● Aim of the exercise
Reproduce, exactly and in full, only the lines below from the one containing "pub struct TuiConfig" through the one containing "#[instrument(skip(content))]".

>>>>

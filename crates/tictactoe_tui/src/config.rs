//! Display configuration for the terminal UI.

use derive_getters::Getters;
use derive_more::{Display, Error};
use ratatui::style::Color;
use serde::{Deserialize, Serialize};
use std::path::{Path, PathBuf};
use std::str::FromStr;
use tracing::{debug, info, instrument};

/// Settings loaded from the TOML config file.
#[derive(Debug, Clone, PartialEq, Eq, Getters, Serialize, Deserialize)]
#[serde(deny_unknown_fields)]
pub struct TuiConfig {
    /// Glyph drawn for X's marks.
    #[serde(default = "default_glyph_x")]
    glyph_x: String,

    /// Glyph drawn for O's marks.
    #[serde(default = "default_glyph_o")]
    glyph_o: String,

    /// Background colour of the winning line (any `ratatui` colour name or `#rrggbb`).
    #[serde(default = "default_highlight_color")]
    highlight_color: String,

    /// File receiving tracing output.
    #[serde(default = "default_log_file")]
    log_file: PathBuf,
}

fn default_glyph_x() -> String {
    "X".to_string()
}

fn default_glyph_o() -> String {
    "O".to_string()
}

fn default_highlight_color() -> String {
    "green".to_string()
}

fn default_log_file() -> PathBuf {
    PathBuf::from("tictactoe.log")
}

impl Default for TuiConfig {
    fn default() -> Self {
        Self {
            glyph_x: default_glyph_x(),
            glyph_o: default_glyph_o(),
            highlight_color: default_highlight_color(),
            log_file: default_log_file(),
        }
    }
}

impl TuiConfig {
    /// Parses and validates a TOML document.
    #[instrument(skip(content))]
    pub fn from_toml(content: &str) -> Result<Self, ConfigError> {
        let config: Self = toml::from_str(content)
            .map_err(|e| ConfigError::new(format!("Failed to parse config: {}", e)))?;
        config.validate()?;
        Ok(config)
    }

    /// Loads configuration from a TOML file.
    #[instrument(skip(path), fields(path = %path.as_ref().display()))]
    pub fn from_file(path: impl AsRef<Path>) -> Result<Self, ConfigError> {
        debug!("Loading config from file");
        let content = std::fs::read_to_string(path.as_ref())
            .map_err(|e| ConfigError::new(format!("Failed to read config file: {}", e)))?;
        let config = Self::from_toml(&content)?;
        info!(?config, "Config loaded successfully");
        Ok(config)
    }

    /// Loads `path` if it exists, otherwise falls back to defaults.
    #[instrument(skip(path), fields(path = %path.as_ref().display()))]
    pub fn load_or_default(path: impl AsRef<Path>) -> Result<Self, ConfigError> {
        if path.as_ref().exists() {
            Self::from_file(path)
        } else {
            info!("Config file not found, using defaults");
            Ok(Self::default())
        }
    }

    /// Overrides the log file location.
    pub fn with_log_file(mut self, log_file: PathBuf) -> Self {
        self.log_file = log_file;
        self
    }

    /// Glyph for the given player.
    pub fn glyph(&self, player: tictactoe_core::Player) -> &str {
        match player {
            tictactoe_core::Player::X => &self.glyph_x,
            tictactoe_core::Player::O => &self.glyph_o,
        }
    }

    /// Parsed highlight colour.
    pub fn highlight(&self) -> Result<Color, ConfigError> {
        Color::from_str(&self.highlight_color).map_err(|_| {
            ConfigError::new(format!(
                "Unknown highlight colour: {:?}",
                self.highlight_color
            ))
        })
    }

    fn validate(&self) -> Result<(), ConfigError> {
        if self.glyph_x.trim().is_empty() || self.glyph_o.trim().is_empty() {
            return Err(ConfigError::new("Glyphs must not be blank".to_string()));
        }
        if self.glyph_x == self.glyph_o {
            return Err(ConfigError::new(
                "X and O must use different glyphs".to_string(),
            ));
        }
        self.highlight()?;
        Ok(())
    }
}

/// Configuration error.
#[derive(Debug, Clone, Display, Error)]
#[display("Config error: {} at {}:{}", message, file, line)]
pub struct ConfigError {
    /// Error message.
    pub message: String,
    /// Line number where error occurred.
    pub line: u32,
    /// Source file where error occurred.
    pub file: &'static str,
}

impl ConfigError {
    /// Creates a new configuration error.
    #[track_caller]
    pub fn new(message: String) -> Self {
        let loc = std::panic::Location::caller();
        Self {
            message,
            line: loc.line(),
            file: loc.file(),
        }
    }
}

#[cfg(test)]
mod tests {
    use super::*;

    #[test]
    fn test_empty_document_uses_defaults() {
        let config = TuiConfig::from_toml("").unwrap();
        assert_eq!(config, TuiConfig::default());
        assert_eq!(config.highlight().unwrap(), Color::Green);
    }

    #[test]
    fn test_partial_document() {
        let config = TuiConfig::from_toml("glyph_x = \"x\"\nhighlight_color = \"#ff0000\"").unwrap();
        assert_eq!(config.glyph_x(), "x");
        assert_eq!(config.glyph_o(), "O");
        assert_eq!(config.highlight().unwrap(), Color::Rgb(255, 0, 0));
    }

    #[test]
    fn test_rejects_unknown_colour() {
        let err = TuiConfig::from_toml("highlight_color = \"not-a-colour\"").unwrap_err();
        assert!(err.message.contains("highlight"));
    }

    #[test]
    fn test_rejects_blank_or_duplicate_glyphs() {
        assert!(TuiConfig::from_toml("glyph_o = \"  \"").is_err());
        assert!(TuiConfig::from_toml("glyph_o = \"X\"").is_err());
    }

    #[test]
    fn test_rejects_unknown_keys() {
        assert!(TuiConfig::from_toml("board_size = 4").is_err());
    }
}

<<<<

● Response
pub struct TuiConfig {
    /// Glyph drawn for X's marks.
    #[serde(default = "default_glyph_x")]
    glyph_x: String,

    /// Glyph drawn for O's marks.
    #[serde(default = "default_glyph_o")]
    glyph_o: String,

    /// Background colour of the winning line (any `ratatui` colour name or `#rrggbb`).
    #[serde(default = "default_highlight_color")]
    highlight_color: String,

    /// File receiving tracing output.
    #[serde(default = "default_log_file")]
    log_file: PathBuf,
}

fn default_glyph_x() -> String {
    "X".to_string()
}

fn default_glyph_o() -> String {
    "O".to_string()
}

fn default_highlight_color() -> String {
    "green".to_string()
}

fn default_log_file() -> PathBuf {
    PathBuf::from("tictactoe.log")
}

impl Default for TuiConfig {
    fn default() -> Self {
        Self {
            glyph_x: default_glyph_x(),
            glyph_o: default_glyph_o(),
            highlight_color: default_highlight_color(),
            log_file: default_log_file(),
        }
    }
}

impl TuiConfig {
    /// Parses and validates a TOML document.
    #[instrument(skip(content))]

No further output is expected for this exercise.